** Opening DATA FOR THE TASK block **

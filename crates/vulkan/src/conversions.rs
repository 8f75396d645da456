//! Conversions from core descriptions to Vulkan enums and flags.

use ash::vk;
use forge_rhi::pipeline::{
    BlendFactor, BlendOp, ColorBlendAttachment, ColorWriteMask, CompareOp, CullMode, FrontFace,
    PolygonMode, PrimitiveTopology, VertexInputRate,
};
use forge_rhi::render_pass::{ClearValue, LoadOp, StoreOp};
use forge_rhi::types::{
    AddressMode, BufferUsage, DescriptorKind, Filter, Format, IndexType, MemoryUsage, ShaderStage,
    ShaderStages, TextureDimension, TextureLayout, TextureUsage,
};
use gpu_allocator::MemoryLocation;

pub fn format(format: Format) -> vk::Format {
    match format {
        Format::Undefined => vk::Format::UNDEFINED,
        Format::R8Unorm => vk::Format::R8_UNORM,
        Format::Rg8Unorm => vk::Format::R8G8_UNORM,
        Format::Rgba8Unorm => vk::Format::R8G8B8A8_UNORM,
        Format::Rgba8Srgb => vk::Format::R8G8B8A8_SRGB,
        Format::Bgra8Unorm => vk::Format::B8G8R8A8_UNORM,
        Format::Bgra8Srgb => vk::Format::B8G8R8A8_SRGB,
        Format::R16Float => vk::Format::R16_SFLOAT,
        Format::Rgba16Float => vk::Format::R16G16B16A16_SFLOAT,
        Format::R32Uint => vk::Format::R32_UINT,
        Format::R32Float => vk::Format::R32_SFLOAT,
        Format::Rg32Float => vk::Format::R32G32_SFLOAT,
        Format::Rgb32Float => vk::Format::R32G32B32_SFLOAT,
        Format::Rgba32Float => vk::Format::R32G32B32A32_SFLOAT,
        Format::D32Float => vk::Format::D32_SFLOAT,
        Format::D24UnormS8Uint => vk::Format::D24_UNORM_S8_UINT,
        Format::D32FloatS8Uint => vk::Format::D32_SFLOAT_S8_UINT,
    }
}

/// Inverse of [`format`]; formats the core does not name map to
/// [`Format::Undefined`].
pub fn format_from_vk(format: vk::Format) -> Format {
    match format {
        vk::Format::R8_UNORM => Format::R8Unorm,
        vk::Format::R8G8_UNORM => Format::Rg8Unorm,
        vk::Format::R8G8B8A8_UNORM => Format::Rgba8Unorm,
        vk::Format::R8G8B8A8_SRGB => Format::Rgba8Srgb,
        vk::Format::B8G8R8A8_UNORM => Format::Bgra8Unorm,
        vk::Format::B8G8R8A8_SRGB => Format::Bgra8Srgb,
        vk::Format::R16_SFLOAT => Format::R16Float,
        vk::Format::R16G16B16A16_SFLOAT => Format::Rgba16Float,
        vk::Format::R32_UINT => Format::R32Uint,
        vk::Format::R32_SFLOAT => Format::R32Float,
        vk::Format::R32G32_SFLOAT => Format::Rg32Float,
        vk::Format::R32G32B32_SFLOAT => Format::Rgb32Float,
        vk::Format::R32G32B32A32_SFLOAT => Format::Rgba32Float,
        vk::Format::D32_SFLOAT => Format::D32Float,
        vk::Format::D24_UNORM_S8_UINT => Format::D24UnormS8Uint,
        vk::Format::D32_SFLOAT_S8_UINT => Format::D32FloatS8Uint,
        _ => Format::Undefined,
    }
}
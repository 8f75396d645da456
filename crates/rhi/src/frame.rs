//! One slot of the device's frame ring.

use tracing::debug;

use crate::backend::{Backend, NativeFence, NativeSemaphore, QueueSubmit};
use crate::command_list::CommandList;
use crate::command_pool::ThreadedCommandPool;
use crate::error::RhiResult;
use crate::handle::{DeviceResourceHandle, ResourceType};
use crate::types::QueueType;

/// Order in which expired handles are released: views before the textures
/// they look into, swapchains last since they own backbuffer entries.
pub(crate) const RELEASE_ORDER: [ResourceType; ResourceType::COUNT] = [
    ResourceType::TextureView,
    ResourceType::Texture,
    ResourceType::Sampler,
    ResourceType::Buffer,
    ResourceType::Shader,
    ResourceType::PipelineLayout,
    ResourceType::Swapchain,
];

/// Per-slot pools, synchronization and deferred destruction queues.
#[derive(Debug)]
pub(crate) struct Frame {
    pub(crate) pool: ThreadedCommandPool,
    /// Ended lists waiting for submission, per queue type.
    pending: [Vec<CommandList>; QueueType::COUNT],
    /// Submitted lists, handed back to the pool once the fences are observed.
    in_flight: Vec<CommandList>,
    fences: [NativeFence; QueueType::COUNT],
    render_finished: NativeSemaphore,
    /// Fences submitted this cycle.
    wait_fences: Vec<NativeFence>,
    /// Swapchain acquire semaphores the next graphics submission waits on.
    acquire_semaphores: Vec<NativeSemaphore>,
    /// Whether `render_finished` will be signaled by this cycle's graphics
    /// submission.
    render_finished_pending: bool,
    /// Queues that executed lists this cycle without a fence.
    unfenced: [bool; QueueType::COUNT],
    /// Any list was submitted this cycle.
    pub(crate) submitted_work: bool,
    pub(crate) graphics_submitted: bool,
    expired: [Vec<DeviceResourceHandle>; ResourceType::COUNT],
}

impl Frame {
    pub(crate) fn new(backend: &dyn Backend) -> RhiResult<Self> {
        let fences = [
            backend.fence_create(false)?,
            backend.fence_create(false)?,
            backend.fence_create(false)?,
        ];
        let render_finished = backend.semaphore_create()?;
        Ok(Self {
            pool: ThreadedCommandPool::new(),
            pending: Default::default(),
            in_flight: Vec::new(),
            fences,
            render_finished,
            wait_fences: Vec::new(),
            acquire_semaphores: Vec::new(),
            render_finished_pending: false,
            unfenced: [false; QueueType::COUNT],
            submitted_work: false,
            graphics_submitted: false,
            expired: Default::default(),
        })
    }

    pub(crate) fn push_pending(&mut self, list: CommandList) {
        self.pending[list.queue_type().slot()].push(list);
    }

    pub(crate) fn has_pending(&self) -> bool {
        self.pending.iter().any(|lists| !lists.is_empty())
    }

    pub(crate) fn push_acquire(&mut self, semaphore: NativeSemaphore) {
        self.acquire_semaphores.push(semaphore);
    }

    /// Semaphore to wait on before presenting, if this cycle's graphics
    /// submission signals it.
    pub(crate) fn render_finished(&self) -> Option<NativeSemaphore> {
        self.render_finished_pending.then_some(self.render_finished)
    }

    /// Submits the pending lists of `queue`.
    ///
    /// A fenced submission goes out even without lists so the fence covers
    /// earlier unfenced work; it also consumes the acquire semaphores and
    /// signals `render_finished` on the graphics queue.
    pub(crate) fn submit_queue(&mut self, backend: &dyn Backend, queue: QueueType, fenced: bool) -> RhiResult<()> {
        let slot = queue.slot();
        let lists = std::mem::take(&mut self.pending[slot]);
        if lists.is_empty() && !(fenced && self.unfenced[slot]) {
            return Ok(());
        }

        let fence = fenced.then_some(self.fences[slot]);
        if let Some(fence) = fence
            && self.wait_fences.contains(&fence)
        {
            // Fenced twice in one cycle: drain the first use before reuse.
            backend.fence_wait_for(&[fence])?;
            backend.fence_reset(&[fence])?;
            self.wait_fences.retain(|f| *f != fence);
        }

        let graphics = queue == QueueType::Graphics && !lists.is_empty();
        let acquire: Vec<NativeSemaphore> = if graphics {
            std::mem::take(&mut self.acquire_semaphores)
        } else {
            Vec::new()
        };
        let signal: Vec<NativeSemaphore> = if !acquire.is_empty() {
            vec![self.render_finished]
        } else {
            Vec::new()
        };
        let natives: Vec<_> = lists.iter().map(CommandList::native).collect();

        let result = backend.queue_execute(
            queue,
            &QueueSubmit {
                lists: &natives,
                wait_semaphores: &acquire,
                signal_semaphores: &signal,
                fence,
            },
        );
        // Lists go in flight even on failure; the pool reset recycles them.
        self.in_flight.extend(lists);
        result?;

        if let Some(fence) = fence {
            self.wait_fences.push(fence);
        }
        if !signal.is_empty() {
            self.render_finished_pending = true;
        }
        self.unfenced[slot] = !fenced && (!natives.is_empty() || self.unfenced[slot]);
        if !natives.is_empty() {
            self.submitted_work = true;
            self.graphics_submitted |= queue == QueueType::Graphics;
        }
        debug!(
            "Submitted {} command lists to {:?} (fenced: {})",
            natives.len(),
            queue,
            fenced
        );
        Ok(())
    }

    /// Blocks until the fences submitted last cycle signal, then resets them.
    pub(crate) fn wait_fences(&mut self, backend: &dyn Backend) -> RhiResult<()> {
        if self.wait_fences.is_empty() {
            return Ok(());
        }
        backend.fence_wait_for(&self.wait_fences)?;
        backend.fence_reset(&self.wait_fences)?;
        self.wait_fences.clear();
        Ok(())
    }

    /// Drops the fences without waiting, after the device went idle.
    pub(crate) fn forget_fences(&mut self, backend: &dyn Backend) -> RhiResult<()> {
        if !self.wait_fences.is_empty() {
            backend.fence_reset(&self.wait_fences)?;
            self.wait_fences.clear();
        }
        Ok(())
    }

    /// Hands every in-flight list back to its pool. Returns how many.
    pub(crate) fn reclaim(&mut self) -> usize {
        let count = self.in_flight.len();
        for list in self.in_flight.drain(..) {
            self.pool.reclaim(list);
        }
        count
    }

    /// Parks a list that could not be submitted until the next reclaim.
    pub(crate) fn retire(&mut self, list: CommandList) {
        self.in_flight.push(list);
    }

    pub(crate) fn expire(&mut self, handle: DeviceResourceHandle) {
        let Some(ty) = handle.resource_type() else {
            panic!("expired handle {handle:?} has no resource type");
        };
        debug_assert!(
            !self.expired.iter().flatten().any(|h| *h == handle),
            "{handle:?} destroyed twice"
        );
        self.expired[ty as usize].push(handle);
    }

    /// Removes every expired handle, in [`RELEASE_ORDER`].
    pub(crate) fn take_expired(&mut self) -> Vec<DeviceResourceHandle> {
        RELEASE_ORDER
            .iter()
            .flat_map(|ty| std::mem::take(&mut self.expired[*ty as usize]))
            .collect()
    }

    pub(crate) fn expired_count(&self) -> usize {
        self.expired.iter().map(Vec::len).sum()
    }

    pub(crate) fn reset_flags(&mut self) {
        self.submitted_work = false;
        self.graphics_submitted = false;
        self.render_finished_pending = false;
        self.unfenced = [false; QueueType::COUNT];
        self.acquire_semaphores.clear();
    }

    /// Destroys the pools and synchronization primitives. Pending lists are
    /// dropped without submission.
    pub(crate) fn destroy(&mut self, backend: &dyn Backend) {
        for lists in &mut self.pending {
            for list in lists.drain(..) {
                self.in_flight.push(list);
            }
        }
        self.reclaim();
        self.pool.destroy(backend);
        for fence in self.fences {
            backend.fence_destroy(fence);
        }
        backend.semaphore_destroy(self.render_finished);
    }
}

** Closing DATA FOR THE TASK block **

Starting at the line above that holds "self.render_finished_pending = false;" and ending at the line that holds "self.reclaim();", transcribe each line exactly and include no other lines.

◆ **TASK RESULT**
        self.render_finished_pending = false;
        self.unfenced = [false; QueueType::COUNT];
        self.acquire_semaphores.clear();
    }

    /// Destroys the pools and synchronization primitives. Pending lists are
    /// dropped without submission.
    pub(crate) fn destroy(&mut self, backend: &dyn Backend) {
        for lists in &mut self.pending {
            for list in lists.drain(..) {
                self.in_flight.push(list);
            }
        }
        self.reclaim();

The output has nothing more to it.